Dans un pays où les attentats font régulièrement des dizaines de victimes, le lynchage à mort d’un étudiant soupçonné de blasphème soulève une vive émotion. A mesure que l’enquête de police révèle que les responsables de l’université où étudiait Mashal Khan ont sans doute une part de responsabilité …

… dans sa mort, des voix s’élèvent dans la presse et parmi les responsables religieux pour questionner l’efficacité de l’action gouvernementale en matière de lutte contre les graves dérives induites par les lois anti-blasphème.

Le 13 avril dernier, selon les rapports de police, une bagarre a éclaté dans un dortoir de l’université Abdul Wadi Khan, à Mardan, ville située à une cinquantaine de kilomètres au nord-est de Peshawar, dans la province de Khyber Pakhtunkhwa. L’objet de la bagarre aurait été la religion et, plus précisément, les propos tenus sur Facebook par Mashal Khan, étudiant en journalisme, propos perçus comme ne condamnant pas les ahmadis, adeptes d’un mouvement issu de l’islam mais tenu pour non-islamique par l’islam majoritaire au Pakistan. Mashal Khan a été dénudé, frappé, blessé par balle avant d’être défénestré du deuxième étage, l’incident étant filmé par téléphones portables. Les images atroces d’une foule d’étudiants le lynchant ont ensuite fait le tour des réseaux sociaux.
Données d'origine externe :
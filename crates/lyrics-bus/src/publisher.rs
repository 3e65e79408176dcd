//! # Message Publisher
//!
//! Defines the publishing side of the bus.

use crate::message::BusMessage;
use crate::subscriber::Subscription;
use crate::DEFAULT_CHANNEL_CAPACITY;
use async_trait::async_trait;
use std::collections::HashMap;
use std::sync::atomic::{AtomicU64, Ordering};
use std::sync::{Arc, RwLock};
use tokio::sync::broadcast;
use tracing::{debug, warn};

/// Trait for publishing payloads to a named channel.
#[async_trait]
pub trait MessagePublisher: Send + Sync {
    /// Publish `payload` on `channel`.
    ///
    /// # Returns
    ///
    /// The number of subscribers of `channel` that received the payload.
    async fn publish(&self, channel: &str, payload: Vec<u8>) -> usize;

    /// Get the total number of messages published.
    fn messages_published(&self) -> u64;
}

/// In-memory implementation of the bus.
///
/// Uses a single `tokio::sync::broadcast` channel; subscriptions filter by
/// channel name on receive. Suitable for single-process operation and tests;
/// cross-process deployments use Redis pub/sub instead.
pub struct InMemoryMessageBus {
    /// Broadcast sender for all channels.
    sender: broadcast::Sender<BusMessage>,

    /// Active subscription count by channel.
    subscriptions: Arc<RwLock<HashMap<String, usize>>>,

    /// Total messages published.
    messages_published: AtomicU64,

    /// Channel capacity.
    capacity: usize,
}

impl InMemoryMessageBus {
    /// Create a new bus with default capacity.
    #[must_use]
    pub fn new() -> Self {
        Self::with_capacity(DEFAULT_CHANNEL_CAPACITY)
    }

    /// Create a new bus with specified capacity.
    #[must_use]
    pub fn with_capacity(capacity: usize) -> Self {
        let (sender, _) = broadcast::channel(capacity);
        Self {
            sender,
            subscriptions: Arc::new(RwLock::new(HashMap::new())),
            messages_published: AtomicU64::new(0),
            capacity,
        }
    }

    /// Subscribe to a channel.
    #[must_use]
    pub fn subscribe(&self, channel: &str) -> Subscription {
        let receiver = self.sender.subscribe();

        if let Ok(mut subs) = self.subscriptions.write() {
            *subs.entry(channel.to_string()).or_insert(0) += 1;
        }

        debug!(channel = channel, "New subscription created");

        Subscription::new(receiver, channel.to_string(), self.subscriptions.clone())
    }

    /// Get the number of active subscribers across all channels.
    #[must_use]
    pub fn subscriber_count(&self) -> usize {
        self.sender.receiver_count()
    }

    /// Get the number of active subscribers of one channel.
    #[must_use]
    pub fn channel_subscribers(&self, channel: &str) -> usize {
        self.subscriptions
            .read()
            .map(|subs| subs.get(channel).copied().unwrap_or(0))
            .unwrap_or(0)
    }

    /// Get the channel capacity.
    #[must_use]
    pub fn capacity(&self) -> usize {
        self.capacity
    }
}

impl Default for InMemoryMessageBus {
    fn default() -> Self {
        Self::new()
    }
}

#[async_trait]
impl MessagePublisher for InMemoryMessageBus {
    async fn publish(&self, channel: &str, payload: Vec<u8>) -> usize {
        self.messages_published.fetch_add(1, Ordering::Relaxed);

        let listeners = self.channel_subscribers(channel);
        if listeners == 0 {
            warn!(channel = channel, "Message dropped (no subscribers)");
            return 0;
        }

        match self.sender.send(BusMessage::new(channel, payload)) {
            Ok(_) => {
                debug!(
                    channel = channel,
                    receivers = listeners,
                    "Message published"
                );
                listeners
            }
            Err(e) => {
                warn!(channel = channel, error = %e, "Message dropped (no receivers)");
                0
            }
        }
    }

    fn messages_published(&self) -> u64 {
        self.messages_published.load(Ordering::Relaxed)
    }
}
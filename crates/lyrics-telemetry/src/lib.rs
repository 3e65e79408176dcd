//! # Lyrics Telemetry
//!
//! Log output for the lyrics bridge processes.
//!
//! ## Usage
//!
//! ```rust,ignore
//! use lyrics_telemetry::{init_telemetry, TelemetryConfig};
//!
//! fn main() -> anyhow::Result<()> {
//!     init_telemetry(&TelemetryConfig::from_env())?;
//!     tracing::info!("ready");
//!     Ok(())
//! }
//! ```
//!
//! ## Environment Variables
//!
//! | Variable | Default | Description |
//! |----------|---------|-------------|
//! | `OTEL_SERVICE_NAME` | `lyrics-bridge` | Service name in startup logs |
//! | `LOG_LEVEL` / `RUST_LOG` | `info` | Log level filter |
//! | `LOG_JSON` | `false` (`true` in containers) | JSON log lines |
//! | `LOG_CONSOLE` | `true` | Write logs to stdout |

mod config;
mod tracing_setup;

pub use config::TelemetryConfig;

use thiserror::Error;

/// Telemetry initialization errors
#[derive(Error, Debug)]
pub enum TelemetryError {
    #[error("Invalid log filter: {0}")]
    Filter(String),

    #[error("Failed to install subscriber: {0}")]
    Init(String),
}

/// Install the global tracing subscriber described by `config`.
///
/// Fails if the filter does not parse or a global subscriber is already set.
pub fn init_telemetry(config: &TelemetryConfig) -> Result<(), TelemetryError> {
    tracing_setup::init_tracing(config)?;

    tracing::info!(
        service = %config.service_name,
        level = %config.log_level,
        json = config.json_logs,
        "Telemetry initialized"
    );
    Ok(())
}
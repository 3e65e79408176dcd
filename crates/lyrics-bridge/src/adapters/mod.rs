//! Transport adapters implementing the outbound ports.

pub mod bus;
#[cfg(feature = "redis")]
pub mod redis;

pub use bus::{bus_transport, BusPublisher, BusReplySource};
#[cfg(feature = "redis")]
pub use self::redis::{RedisPublisher, RedisReplySource};
//! # Bus Message
//!
//! The unit carried by the bus: a channel name and an opaque payload.

use std::sync::Arc;

/// A payload published on a named channel.
///
/// Payload bytes are shared so fan-out to many subscribers does not copy.
#[derive(Debug, Clone, PartialEq, Eq)]
pub struct BusMessage {
    channel: Arc<str>,
    payload: Arc<[u8]>,
}

impl BusMessage {
    /// Create a message for `channel`.
    pub fn new(channel: impl Into<Arc<str>>, payload: impl Into<Arc<[u8]>>) -> Self {
        Self {
            channel: channel.into(),
            payload: payload.into(),
        }
    }

    /// Channel this message was published on.
    #[must_use]
    pub fn channel(&self) -> &str {
        &self.channel
    }

    /// Raw payload bytes.
    #[must_use]
    pub fn payload(&self) -> &[u8] {
        &self.payload
    }

    /// Copy the payload out of the shared buffer.
    #[must_use]
    pub fn to_vec(&self) -> Vec<u8> {
        self.payload.to_vec()
    }
}
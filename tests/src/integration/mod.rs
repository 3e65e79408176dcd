//! Cross-crate integration flows.

pub mod e2e_flows;
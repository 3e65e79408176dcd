//! # Lyrics Runtime
//!
//! Wiring for the `lyrics-search` binary, kept in a library so the startup
//! and shutdown sequence can be tested without a broker.
//!
//! ## Startup Sequence
//!
//! 1. Initialize telemetry
//! 2. Load configuration (env, then command-line overrides) and validate it
//! 3. Connect the transport (Redis in production, the in-memory bus in tests)
//! 4. Spawn the reply listener
//! 5. Serve searches until shutdown

use std::sync::Arc;

use lyrics_bridge::{
    BridgeConfig, BridgeResult, LyricsSearchBridge, ReplyListener, ReplySource, RequestPublisher,
};
use tokio::sync::watch;
use tokio::task::JoinHandle;
use tracing::{error, info};

#[cfg(feature = "redis")]
use lyrics_bridge::{RedisPublisher, RedisReplySource, TransportError};

/// Command-line values that take precedence over the environment.
#[derive(Debug, Clone, Default, PartialEq, Eq)]
pub struct ConfigOverrides {
    pub timeout_secs: Option<u64>,
    pub request_channel: Option<String>,
    pub result_channel: Option<String>,
    pub redis_host: Option<String>,
    pub redis_port: Option<u16>,
}

impl ConfigOverrides {
    /// Write every set override into `config`.
    pub fn apply(&self, config: &mut BridgeConfig) {
        if let Some(secs) = self.timeout_secs {
            config.timeouts.default_secs = secs;
        }
        if let Some(channel) = &self.request_channel {
            config.channels.request = channel.clone();
        }
        if let Some(channel) = &self.result_channel {
            config.channels.result = channel.clone();
        }
        if let Some(host) = &self.redis_host {
            config.redis.host = host.clone();
        }
        if let Some(port) = self.redis_port {
            config.redis.port = port;
        }
    }
}

/// Load configuration from the environment, then apply `overrides`.
pub fn load_config(overrides: &ConfigOverrides) -> BridgeConfig {
    let mut config = BridgeConfig::from_env();
    overrides.apply(&mut config);
    config
}

/// Open both Redis connections for `config`.
#[cfg(feature = "redis")]
pub async fn connect_redis(
    config: &BridgeConfig,
) -> Result<(Arc<RedisPublisher>, Arc<RedisReplySource>), TransportError> {
    // Subscribe first so a fast worker cannot answer before we listen
    let source = RedisReplySource::subscribe(&config.redis, &config.channels.result).await?;
    let publisher = RedisPublisher::connect(&config.redis).await?;
    Ok((Arc::new(publisher), Arc::new(source)))
}

/// A running bridge plus its reply listener task.
pub struct BridgeRuntime {
    bridge: Arc<LyricsSearchBridge>,
    listener: JoinHandle<u64>,
    shutdown_tx: watch::Sender<bool>,
}

impl BridgeRuntime {
    /// Build the bridge and spawn its listener on the current runtime.
    pub fn start(
        config: &BridgeConfig,
        publisher: Arc<dyn RequestPublisher>,
        source: Arc<dyn ReplySource>,
    ) -> BridgeResult<Self> {
        let bridge = Arc::new(LyricsSearchBridge::new(config, publisher)?);
        let (shutdown_tx, shutdown_rx) = watch::channel(false);

        let listener = ReplyListener::new(Arc::clone(&bridge), source);
        let listener = tokio::spawn(listener.run_until_shutdown(shutdown_rx));

        info!(
            request_channel = %config.channels.request,
            result_channel = %config.channels.result,
            timeout_secs = config.timeouts.default_secs,
            "Lyrics bridge started"
        );

        Ok(Self {
            bridge,
            listener,
            shutdown_tx,
        })
    }

    pub fn bridge(&self) -> Arc<LyricsSearchBridge> {
        Arc::clone(&self.bridge)
    }

    /// Stop the listener and wait for it to exit.
    ///
    /// Returns the number of replies the listener handled.
    pub async fn shutdown(self) -> u64 {
        info!("Initiating graceful shutdown...");

        if let Err(e) = self.shutdown_tx.send(true) {
            // Listener already gone (source closed)
            info!("Listener exited before shutdown: {}", e);
        }

        let handled = match self.listener.await {
            Ok(handled) => handled,
            Err(e) => {
                error!("Reply listener task failed: {}", e);
                0
            }
        };

        let stats = self.bridge.stats();
        info!(
            handled = handled,
            resolved = stats.resolved(),
            timeouts = stats.timeouts(),
            orphaned = stats.orphaned(),
            malformed = stats.malformed(),
            "Shutdown complete"
        );
        handled
    }
}
//! # End-to-End Search Flows
//!
//! Drives the bridge against a fake search worker over the in-memory bus:
//!
//! ```text
//! bridge ──lyrics:requests──→ FakeSearchWorker ──lyrics:results──→ ReplyListener
//!   ▲                                                                   │
//!   └──────────────────────── on_reply() ───────────────────────────────┘
//! ```

#[cfg(test)]
mod tests {
    use std::time::Duration;

    use lyrics_bridge::{BridgeConfig, LyricsSearchApi, LyricsSearchResult};
    use lyrics_bus::MessagePublisher;
    use tokio::task::JoinSet;
    use tokio::time::{timeout, Instant};

    use crate::support::{request, CatalogEntry, FakeSearchWorker, Harness};

    // =============================================================================
    // TEST FIXTURES
    // =============================================================================

    fn song_x() -> CatalogEntry {
        CatalogEntry {
            title: "Song X".to_string(),
            artist: "Artist Y".to_string(),
            lyrics: Some("la la".to_string()),
            url: Some("http://x".to_string()),
            album: Some("Album Z".to_string()),
            release_date: Some("2024-01-01".to_string()),
        }
    }

    fn song_x_result() -> LyricsSearchResult {
        LyricsSearchResult {
            title: "Song X".to_string(),
            artist: "Artist Y".to_string(),
            lyrics: Some("la la".to_string()),
            url: Some("http://x".to_string()),
            album: Some("Album Z".to_string()),
            release_date: Some("2024-01-01".to_string()),
        }
    }

    // =============================================================================
    // HAPPY PATH
    // =============================================================================

    #[tokio::test]
    async fn test_publish_and_await_returns_worker_result() {
        let harness = Harness::start();
        let worker = harness.worker(FakeSearchWorker::new().with_song(song_x()));
        let req = request("Song X", "Artist Y");

        let (result, published) = tokio::join!(
            harness
                .bridge
                .await_result(&req, Some(Duration::from_secs(10))),
            async {
                tokio::task::yield_now().await;
                harness.bridge.publish(&req).await
            }
        );

        published.unwrap();
        assert_eq!(result, Some(song_x_result()));
        assert_eq!(harness.bridge.pending_count(), 0);
        assert_eq!(worker.replies(), 1);
    }

    #[tokio::test]
    async fn test_search_through_api_trait() {
        let harness = Harness::start();
        let _worker = harness.worker(FakeSearchWorker::new().with_song(song_x()));
        let api: &dyn LyricsSearchApi = &*harness.bridge;

        let result = timeout(Duration::from_secs(2), api.search(&request("Song X", "Artist Y")))
            .await
            .expect("search hung")
            .unwrap();

        assert_eq!(result, Some(song_x_result()));
    }

    #[tokio::test]
    async fn test_canonicalized_reply_matches_through_echo() {
        let harness = Harness::start();
        let _worker = harness.worker(FakeSearchWorker::new().with_song(song_x()));

        // Worker answers with "Song X"/"Artist Y" but echoes what we asked
        let result = harness
            .bridge
            .search(&request("song x", "ARTIST Y"))
            .await
            .unwrap()
            .expect("echo should correlate the canonical reply");

        assert_eq!(result.title, "Song X");
        assert_eq!(result.artist, "Artist Y");
        assert_eq!(harness.bridge.stats().orphaned(), 0);
    }

    // =============================================================================
    // TIMEOUTS
    // =============================================================================

    #[tokio::test(start_paused = true)]
    async fn test_unknown_song_times_out_and_cleans_up() {
        let harness = Harness::start();
        let worker = harness.worker(FakeSearchWorker::new().with_song(song_x()));
        let req = request("Unknown", "Nobody");

        harness.bridge.publish(&req).await.unwrap();
        let started = Instant::now();
        let result = harness
            .bridge
            .await_result(&req, Some(Duration::from_secs(1)))
            .await;

        assert!(result.is_none());
        assert!(started.elapsed() >= Duration::from_secs(1));
        assert!(started.elapsed() < Duration::from_secs(2));
        assert!(!harness.bridge.is_pending(&req));
        assert_eq!(harness.bridge.pending_count(), 0);
        assert_eq!(harness.bridge.stats().timeouts(), 1);
        assert_eq!(worker.replies(), 0);
    }

    #[tokio::test(start_paused = true)]
    async fn test_canonicalized_reply_without_echo_times_out() {
        let mut config = BridgeConfig::default();
        config.timeouts.default_secs = 1;
        let harness = Harness::with_config(config);
        let _worker = harness.worker(FakeSearchWorker::new().with_song(song_x()).without_echo());

        let result = harness
            .bridge
            .search(&request("song x", "artist y"))
            .await
            .unwrap();

        assert!(result.is_none());
        assert_eq!(harness.bridge.pending_count(), 0);
        // The reply arrived for "Song X:Artist Y", which nobody asked for
        assert_eq!(harness.bridge.stats().orphaned(), 1);
    }

    #[tokio::test(start_paused = true)]
    async fn test_late_reply_is_orphaned() {
        let harness = Harness::start();
        let worker = harness.worker(
            FakeSearchWorker::new()
                .with_song(song_x())
                .with_delay(Duration::from_secs(3)),
        );
        let req = request("Song X", "Artist Y");

        harness.bridge.publish(&req).await.unwrap();
        let result = harness
            .bridge
            .await_result(&req, Some(Duration::from_secs(1)))
            .await;
        assert!(result.is_none());

        // Let the worker answer after we gave up
        tokio::time::sleep(Duration::from_secs(3)).await;
        assert_eq!(worker.replies(), 1);
        tokio::task::yield_now().await;

        assert_eq!(harness.bridge.stats().orphaned(), 1);
        assert_eq!(harness.bridge.pending_count(), 0);
    }

    #[tokio::test(start_paused = true)]
    async fn test_default_timeout_from_config() {
        let mut config = BridgeConfig::default();
        config.timeouts.default_secs = 4;
        let harness = Harness::with_config(config);

        let started = Instant::now();
        let result = harness.bridge.search(&request("Unknown", "Nobody")).await.unwrap();

        assert!(result.is_none());
        assert!(started.elapsed() >= Duration::from_secs(4));
        assert!(started.elapsed() < Duration::from_secs(5));
    }

    // =============================================================================
    // CONCURRENCY
    // =============================================================================

    #[tokio::test]
    async fn test_concurrent_distinct_searches_resolve_independently() {
        let harness = Harness::start();
        let mut worker = FakeSearchWorker::new();
        for i in 0..16 {
            worker = worker.with_song(CatalogEntry::new(
                &format!("Song {i}"),
                "Band",
                &format!("verse {i}"),
            ));
        }
        let _worker = harness.worker(worker);

        let mut searches = JoinSet::new();
        for i in 0..16 {
            let bridge = harness.bridge.clone();
            searches.spawn(async move {
                let result = bridge.search(&request(&format!("Song {i}"), "Band")).await;
                (i, result)
            });
        }

        let mut completed = 0;
        while let Some(joined) = searches.join_next().await {
            let (i, result) = joined.unwrap();
            let result = result.unwrap().expect("every song is in the catalog");
            assert_eq!(result.title, format!("Song {i}"));
            assert_eq!(result.lyrics, Some(format!("verse {i}")));
            completed += 1;
        }

        assert_eq!(completed, 16);
        assert_eq!(harness.bridge.pending_count(), 0);
        assert_eq!(harness.bridge.stats().resolved(), 16);
    }

    #[tokio::test]
    async fn test_same_key_waiters_share_one_reply() {
        let harness = Harness::start();
        let req = request("Song X", "Artist Y");

        let first = harness.bridge.register(&req);
        let second = harness.bridge.register(&req);
        assert_eq!(harness.bridge.pending_count(), 1);
        assert_eq!(harness.bridge.pending().waiter_count(), 2);

        let _worker = harness.worker(FakeSearchWorker::new().with_song(song_x()));
        harness.bridge.publish(&req).await.unwrap();

        let (a, b) = tokio::join!(
            harness.bridge.wait(first, Some(Duration::from_secs(2))),
            harness.bridge.wait(second, Some(Duration::from_secs(2))),
        );

        assert_eq!(a, Some(song_x_result()));
        assert_eq!(b, Some(song_x_result()));
        assert_eq!(harness.bridge.pending_count(), 0);
    }

    #[tokio::test(start_paused = true)]
    async fn test_cancelled_search_deregisters() {
        let harness = Harness::start();
        let req = request("Unknown", "Nobody");

        let bridge = harness.bridge.clone();
        let search_req = req.clone();
        let task = tokio::spawn(async move { bridge.search(&search_req).await });

        while !harness.bridge.is_pending(&req) {
            tokio::task::yield_now().await;
        }

        task.abort();
        assert!(task.await.unwrap_err().is_cancelled());

        assert!(!harness.bridge.is_pending(&req));
        assert_eq!(harness.bridge.stats().abandoned(), 1);
    }

    // =============================================================================
    // BAD INPUT ON THE RESULT CHANNEL
    // =============================================================================

    #[tokio::test]
    async fn test_malformed_replies_do_not_disturb_searches() {
        let harness = Harness::start();
        let req = request("Song X", "Artist Y");
        let pending = harness.bridge.register(&req);

        harness.bus.publish("lyrics:results", b"not json".to_vec()).await;
        harness
            .bus
            .publish("lyrics:results", br#"{"artist":"Artist Y"}"#.to_vec())
            .await;
        harness
            .bus
            .publish(
                "lyrics:results",
                br#"{"title":"Song X","artist":"Artist Y","lyrics":"la la"}"#.to_vec(),
            )
            .await;

        let result = harness
            .bridge
            .wait(pending, Some(Duration::from_secs(2)))
            .await
            .expect("valid reply still resolves");

        assert_eq!(result.lyrics.as_deref(), Some("la la"));
        assert_eq!(harness.bridge.stats().malformed(), 2);
    }

    // =============================================================================
    // SHUTDOWN
    // =============================================================================

    #[tokio::test(start_paused = true)]
    async fn test_no_replies_after_shutdown() {
        let harness = Harness::start();
        let worker = harness.worker(FakeSearchWorker::new().with_song(song_x()));
        let bridge = harness.bridge.clone();

        let first = bridge.search(&request("Song X", "Artist Y")).await.unwrap();
        assert!(first.is_some());

        let bus = harness.bus.clone();
        assert_eq!(harness.shutdown().await, 1);
        let resolved = bridge.stats().resolved();

        // Worker still answers, but nobody is listening on our side
        let req = request("Song X", "Artist Y");
        let pending = bridge.register(&req);
        bridge.publish(&req).await.unwrap();
        let second = bridge.wait(pending, Some(Duration::from_secs(1))).await;

        assert!(second.is_none());
        assert_eq!(worker.replies(), 2);
        assert_eq!(bus.channel_subscribers("lyrics:results"), 0);
        assert_eq!(bridge.stats().resolved(), resolved);
        assert_eq!(bridge.stats().timeouts(), 1);
        assert_eq!(bridge.pending_count(), 0);
    }
}
//! Character-reference escaping for text and attribute content
//!
//! The restricted set covers the C0 and C1 control characters that XML 1.0
//! forbids or discourages: everything at or below `0x08`, `0x0B` to `0x1F`
//! except carriage return, and `0x7F` to `0x9F` except `U+0085`.

use std::borrow::Cow;

fn is_restricted(c: char) -> bool {
    match c {
        '\u{00}'..='\u{08}' => true,
        '\u{0B}'..='\u{1F}' => c != '\r',
        '\u{7F}'..='\u{9F}' => c != '\u{85}',
        _ => false,
    }
}

fn escape(input: &str, quotes: bool) -> Cow<'_, str> {
    let needs_escape = |c: char| {
        matches!(c, '<' | '>' | '&') || (quotes && matches!(c, '"' | '\'')) || is_restricted(c)
    };
    let first = match input.find(needs_escape) {
        Some(index) => index,
        None => return Cow::Borrowed(input),
    };

    let mut out = String::with_capacity(input.len() + 8);
    out.push_str(&input[..first]);
    for c in input[first..].chars() {
        match c {
            '<' => out.push_str("&lt;"),
            '>' => out.push_str("&gt;"),
            '&' => out.push_str("&amp;"),
            '"' if quotes => out.push_str("&quot;"),
            '\'' if quotes => out.push_str("&#39;"),
            c if is_restricted(c) => out.push_str(&format!("&#{};", c as u32)),
            c => out.push(c),
        }
    }
    Cow::Owned(out)
}

/// Escape element content. Replaces `<`, `>`, `&` and restricted control
/// characters with character references.
pub fn escape_text(input: &str) -> Cow<'_, str> {
    escape(input, false)
}

/// Escape attribute values. Like [`escape_text`], plus both quote
/// characters.
pub fn escape_attr(input: &str) -> Cow<'_, str> {
    escape(input, true)
}

#[cfg(test)]
mod tests {
    use super::*;

    #[test]
    fn test_clean_text_is_borrowed() {
        assert!(matches!(escape_text("plain text"), Cow::Borrowed(_)));
        assert!(matches!(escape_attr("plain"), Cow::Borrowed(_)));
    }

    #[test]
    fn test_markup_characters() {
        assert_eq!(escape_text("a < b & c > d"), "a &lt; b &amp; c &gt; d");
    }

    #[test]
    fn test_text_leaves_quotes_alone() {
        assert_eq!(escape_text(r#"say "hi""#), r#"say "hi""#);
    }

    #[test]
    fn test_attr_escapes_quotes() {
        assert_eq!(escape_attr(r#"a "b" 'c'"#), "a &quot;b&quot; &#39;c&#39;");
    }

    #[test]
    fn test_restricted_characters() {
        assert_eq!(escape_text("a\u{01}b"), "a&#1;b");
        assert_eq!(escape_text("\u{0B}\u{7F}\u{9F}"), "&#11;&#127;&#159;");
    }

    #[test]
    fn test_whitespace_and_exceptions_pass_through() {
        assert_eq!(escape_text("a\tb\nc\rd"), "a\tb\nc\rd");
        assert_eq!(escape_text("x\u{85}y"), "x\u{85}y");
    }
}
Le lendemain, l’imam du village natal de Mashal Khan a refusé d’accomplir les rites funéraires, au prétexte des propos blasphématoires qu’aurait tenus le jeune homme.

« Rien de contraire à l’islam »

Le meurtre de Mashal Khan a soulevé une vive émotion dans le pays, nombreuses étant les voix s’alarmant qu’au cœur de l’université, sensément le lieu de la formation et du débat contradictoire, la violence la plus aveugle se déchaîne. Après un silence initial, le 15 avril, le Premier ministre Nawaz Sharif a condamné le lynchage et appelé à poursuivre ses auteurs. Rapidement, la police locale a annoncé l’arrestation de 22 personnes (seize étudiants et six membres du personnel de l’université) et l’inculpation de huit d’entre elles pour « meurtre et atteinte à l’autorité de l’Etat ».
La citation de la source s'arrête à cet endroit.